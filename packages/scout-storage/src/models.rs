use serde::{Deserialize, Serialize};
use serde_json::Value;
use time::OffsetDateTime;
use uuid::Uuid;

use crate::{Error, Result};
use scout_domain::{Event, SearchParams, time_serde};

#[derive(Clone, Copy, Debug, PartialEq, Eq, Hash, Serialize, Deserialize)]
#[serde(rename_all = "snake_case")]
pub enum JobStatus {
	Submitted,
	Processing,
	Completed,
	Failed,
}
impl JobStatus {
	pub fn as_str(self) -> &'static str {
		match self {
			Self::Submitted => "submitted",
			Self::Processing => "processing",
			Self::Completed => "completed",
			Self::Failed => "failed",
		}
	}

	pub fn parse(raw: &str) -> Option<Self> {
		match raw {
			"submitted" => Some(Self::Submitted),
			"processing" => Some(Self::Processing),
			"completed" => Some(Self::Completed),
			"failed" => Some(Self::Failed),
			_ => None,
		}
	}

	pub fn is_terminal(self) -> bool {
		matches!(self, Self::Completed | Self::Failed)
	}

	fn rank(self) -> u8 {
		match self {
			Self::Submitted => 0,
			Self::Processing => 1,
			Self::Completed | Self::Failed => 2,
		}
	}
}

/// Durable record of one asynchronous search.
#[derive(Clone, Debug, PartialEq, Serialize, Deserialize)]
pub struct SearchJob {
	pub request_id: Uuid,
	pub user_id: String,
	pub status: JobStatus,
	pub search_params: SearchParams,
	pub current_step: Option<String>,
	pub results: Option<Vec<Event>>,
	pub error: Option<String>,
	#[serde(with = "time_serde")]
	pub submitted_at: OffsetDateTime,
	#[serde(with = "time_serde")]
	pub updated_at: OffsetDateTime,
	#[serde(default, with = "time_serde::option")]
	pub completed_at: Option<OffsetDateTime>,
	pub processing_time_ms: Option<i64>,
}
impl SearchJob {
	pub fn submitted(
		request_id: Uuid,
		user_id: impl Into<String>,
		search_params: SearchParams,
		now: OffsetDateTime,
	) -> Self {
		Self {
			request_id,
			user_id: user_id.into(),
			status: JobStatus::Submitted,
			search_params,
			current_step: None,
			results: None,
			error: None,
			submitted_at: now,
			updated_at: now,
			completed_at: None,
			processing_time_ms: None,
		}
	}

	/// Merges `update` into the record.
	///
	/// Status only moves forward (`submitted` -> `processing` -> one terminal state) and a terminal
	/// record accepts no further changes. `results` belong to `completed` and `error` belongs to
	/// `failed`. Reaching a terminal state clears `current_step`. The record is left untouched when
	/// the update is rejected.
	pub fn apply(&mut self, update: JobUpdate, now: OffsetDateTime) -> Result<()> {
		if self.status.is_terminal() {
			return Err(Error::Conflict(format!(
				"Job {} is already {}.",
				self.request_id,
				self.status.as_str()
			)));
		}

		let target = update.status.unwrap_or(self.status);

		if target.rank() < self.status.rank() {
			return Err(Error::Conflict(format!(
				"Job {} cannot move from {} to {}.",
				self.request_id,
				self.status.as_str(),
				target.as_str()
			)));
		}
		if update.results.is_some() && target != JobStatus::Completed {
			return Err(Error::InvalidArgument(
				"results are only accepted with status completed.".to_string(),
			));
		}
		if update.error.is_some() && target != JobStatus::Failed {
			return Err(Error::InvalidArgument(
				"error is only accepted with status failed.".to_string(),
			));
		}
		if target == JobStatus::Completed && update.results.is_none() {
			return Err(Error::InvalidArgument("status completed requires results.".to_string()));
		}
		if target == JobStatus::Failed && update.error.is_none() {
			return Err(Error::InvalidArgument("status failed requires an error.".to_string()));
		}

		self.status = target;

		if target.is_terminal() {
			self.current_step = None;
			self.results = update.results;
			self.error = update.error;
			self.completed_at = Some(update.completed_at.unwrap_or(now));
			self.processing_time_ms = update.processing_time_ms;
		} else if let Some(step) = update.current_step {
			self.current_step = Some(step);
		}

		self.updated_at = now;

		Ok(())
	}
}

/// Partial change to a [`SearchJob`]. Absent fields keep their stored value.
#[derive(Clone, Debug, Default, PartialEq)]
pub struct JobUpdate {
	pub status: Option<JobStatus>,
	pub current_step: Option<String>,
	pub results: Option<Vec<Event>>,
	pub error: Option<String>,
	pub completed_at: Option<OffsetDateTime>,
	pub processing_time_ms: Option<i64>,
}
impl JobUpdate {
	pub fn processing(step: impl Into<String>) -> Self {
		Self {
			status: Some(JobStatus::Processing),
			current_step: Some(step.into()),
			..Default::default()
		}
	}

	pub fn step(step: impl Into<String>) -> Self {
		Self { current_step: Some(step.into()), ..Default::default() }
	}

	pub fn completed(
		results: Vec<Event>,
		completed_at: OffsetDateTime,
		processing_time_ms: i64,
	) -> Self {
		Self {
			status: Some(JobStatus::Completed),
			results: Some(results),
			completed_at: Some(completed_at),
			processing_time_ms: Some(processing_time_ms),
			..Default::default()
		}
	}

	pub fn failed(
		error: impl Into<String>,
		completed_at: OffsetDateTime,
		processing_time_ms: i64,
	) -> Self {
		Self {
			status: Some(JobStatus::Failed),
			error: Some(error.into()),
			completed_at: Some(completed_at),
			processing_time_ms: Some(processing_time_ms),
			..Default::default()
		}
	}
}

#[derive(Clone, Debug, PartialEq, Serialize, Deserialize)]
pub struct SearchHistoryEntry {
	pub entry_id: Uuid,
	pub user_id: String,
	pub request_id: Option<Uuid>,
	pub search_params: SearchParams,
	pub events: Vec<Event>,
	pub raw_text: String,
	#[serde(with = "time_serde")]
	pub searched_at: OffsetDateTime,
}
impl SearchHistoryEntry {
	/// Caps the stored events and raw text so one entry stays small.
	pub fn bounded(mut self, max_events: usize, max_raw_chars: usize) -> Self {
		self.events.truncate(max_events);

		if self.raw_text.chars().count() > max_raw_chars {
			self.raw_text = self.raw_text.chars().take(max_raw_chars).collect();
		}

		self
	}
}

/// Work item handed from the gateway to a background worker.
#[derive(Clone, Debug, PartialEq, Serialize, Deserialize)]
pub struct JobPayload {
	pub request_id: Uuid,
	pub user_id: String,
	pub search_params: SearchParams,
}

#[derive(Debug, sqlx::FromRow)]
pub struct DispatchOutboxEntry {
	pub outbox_id: Uuid,
	pub request_id: Uuid,
	pub payload: Value,
	pub status: String,
	pub attempts: i32,
	pub last_error: Option<String>,
	pub available_at: OffsetDateTime,
	pub created_at: OffsetDateTime,
	pub updated_at: OffsetDateTime,
}
impl DispatchOutboxEntry {
	pub fn job_payload(&self) -> Result<JobPayload> {
		Ok(serde_json::from_value(self.payload.clone())?)
	}
}
use serde::{Deserialize, Serialize};

pub const DATE_TBA: &str = "Date TBA";
pub const PRICE_TBA: &str = "Price TBA";
pub const PRICE_FREE: &str = "Free";

/// A structured event as served to clients and stored in history.
#[derive(Clone, Debug, PartialEq, Eq, Serialize, Deserialize)]
pub struct Event {
	pub name: String,
	#[serde(default)]
	pub description: String,
	pub date: String,
	pub location: String,
	pub price: String,
	#[serde(default)]
	pub source: String,
	#[serde(default, skip_serializing_if = "Option::is_none")]
	pub category: Option<String>,
}
impl Event {
	/// An event carrying only a name, with every other field at its default.
	pub fn titled(name: impl Into<String>, fallback_location: &str) -> Self {
		Self {
			name: name.into(),
			description: String::new(),
			date: DATE_TBA.to_string(),
			location: fallback_location.to_string(),
			price: PRICE_TBA.to_string(),
			source: String::new(),
			category: None,
		}
	}
}

/// A raw record returned by a structured events search API.
#[derive(Clone, Debug, Default, PartialEq, Eq, Serialize, Deserialize)]
pub struct Listing {
	pub title: String,
	pub date: Option<String>,
	pub address: Option<String>,
	pub description: Option<String>,
	pub venue: Option<String>,
	pub ticket_info: Option<String>,
	pub link: Option<String>,
}
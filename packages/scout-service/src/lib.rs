pub mod dispatch;
pub mod history;
pub mod search;
pub mod status;
pub mod submit;
pub mod worker;

mod error;

pub use dispatch::{Dispatcher, OutboxDispatcher, SpawnDispatcher};
pub use error::{Error, Result};
pub use history::{HistoryRequest, HistoryResponse};
pub use scout_storage::BoxFuture;
pub use search::{SearchRequest, SearchResponse};
pub use status::{StatusRequest, StatusResponse};
pub use submit::{DISPATCH_DELAYED_NOTE, SubmitRequest, SubmitResponse};
pub use worker::{ResultSource, SearchOutcome, SearchWorker};

use std::sync::Arc;

use serde_json::Value;

use scout_config::{Config, LlmProviderConfig, SearchApiProviderConfig};
use scout_domain::{Listing, SearchParams, prompt::SearchQuery};
use scout_providers::{chat, events};
use scout_storage::{HistoryStore, JobStore};

pub const LOCATION_REQUIRED: &str = "search_params.location is required.";

/// Structured events search returning raw listings.
pub trait PrimarySearchProvider
where
	Self: Send + Sync,
{
	fn search<'a>(
		&'a self,
		cfg: &'a SearchApiProviderConfig,
		query: &'a SearchQuery,
	) -> BoxFuture<'a, color_eyre::Result<Vec<Listing>>>;
}

/// General web search through a chat model, answering in free text.
pub trait SecondarySearchProvider
where
	Self: Send + Sync,
{
	fn answer<'a>(
		&'a self,
		cfg: &'a LlmProviderConfig,
		messages: &'a [Value],
	) -> BoxFuture<'a, color_eyre::Result<String>>;
}

/// Chat model asked to turn acquired text into a JSON array of events.
pub trait FormatterProvider
where
	Self: Send + Sync,
{
	fn format<'a>(
		&'a self,
		cfg: &'a LlmProviderConfig,
		messages: &'a [Value],
	) -> BoxFuture<'a, color_eyre::Result<String>>;
}

#[derive(Clone)]
pub struct Providers {
	pub primary: Arc<dyn PrimarySearchProvider>,
	pub secondary: Arc<dyn SecondarySearchProvider>,
	pub formatter: Arc<dyn FormatterProvider>,
}
impl Providers {
	pub fn new(
		primary: Arc<dyn PrimarySearchProvider>,
		secondary: Arc<dyn SecondarySearchProvider>,
		formatter: Arc<dyn FormatterProvider>,
	) -> Self {
		Self { primary, secondary, formatter }
	}
}
impl Default for Providers {
	fn default() -> Self {
		let provider = Arc::new(DefaultProviders);

		Self { primary: provider.clone(), secondary: provider.clone(), formatter: provider }
	}
}

struct DefaultProviders;
impl PrimarySearchProvider for DefaultProviders {
	fn search<'a>(
		&'a self,
		cfg: &'a SearchApiProviderConfig,
		query: &'a SearchQuery,
	) -> BoxFuture<'a, color_eyre::Result<Vec<Listing>>> {
		Box::pin(events::search(cfg, query))
	}
}
impl SecondarySearchProvider for DefaultProviders {
	fn answer<'a>(
		&'a self,
		cfg: &'a LlmProviderConfig,
		messages: &'a [Value],
	) -> BoxFuture<'a, color_eyre::Result<String>> {
		Box::pin(chat::complete(cfg, messages))
	}
}
impl FormatterProvider for DefaultProviders {
	fn format<'a>(
		&'a self,
		cfg: &'a LlmProviderConfig,
		messages: &'a [Value],
	) -> BoxFuture<'a, color_eyre::Result<String>> {
		Box::pin(chat::complete(cfg, messages))
	}
}

/// Gateway over the job store, the history store, and the worker.
pub struct ScoutService {
	pub cfg: Config,
	pub jobs: Arc<dyn JobStore>,
	pub history: Arc<dyn HistoryStore>,
	pub worker: Arc<SearchWorker>,
	pub dispatcher: Arc<dyn Dispatcher>,
}
impl ScoutService {
	pub fn new(
		cfg: Config,
		jobs: Arc<dyn JobStore>,
		history: Arc<dyn HistoryStore>,
		worker: Arc<SearchWorker>,
		dispatcher: Arc<dyn Dispatcher>,
	) -> Self {
		Self { cfg, jobs, history, worker, dispatcher }
	}

	/// Runs submitted jobs as tasks on the current tokio runtime.
	pub fn with_spawn_dispatch(
		cfg: Config,
		providers: Providers,
		jobs: Arc<dyn JobStore>,
		history: Arc<dyn HistoryStore>,
	) -> Self {
		let worker = Arc::new(SearchWorker::new(
			cfg.clone(),
			providers,
			Arc::clone(&jobs),
			Arc::clone(&history),
		));
		let dispatcher = Arc::new(SpawnDispatcher::new(Arc::clone(&worker)));

		Self::new(cfg, jobs, history, worker, dispatcher)
	}
}

/// Normalized criteria, or `InvalidRequest` when no location is given.
pub fn validated_params(params: &SearchParams) -> Result<SearchParams> {
	let params = params.normalized();

	if params.location().is_none() {
		return Err(Error::InvalidRequest { message: LOCATION_REQUIRED.to_string() });
	}

	Ok(params)
}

> [Task requirements]: Copy every line of the entries in which "category" can be found.

> [Answer for this exercise]:
	pub category: Option<String>,
			category: None,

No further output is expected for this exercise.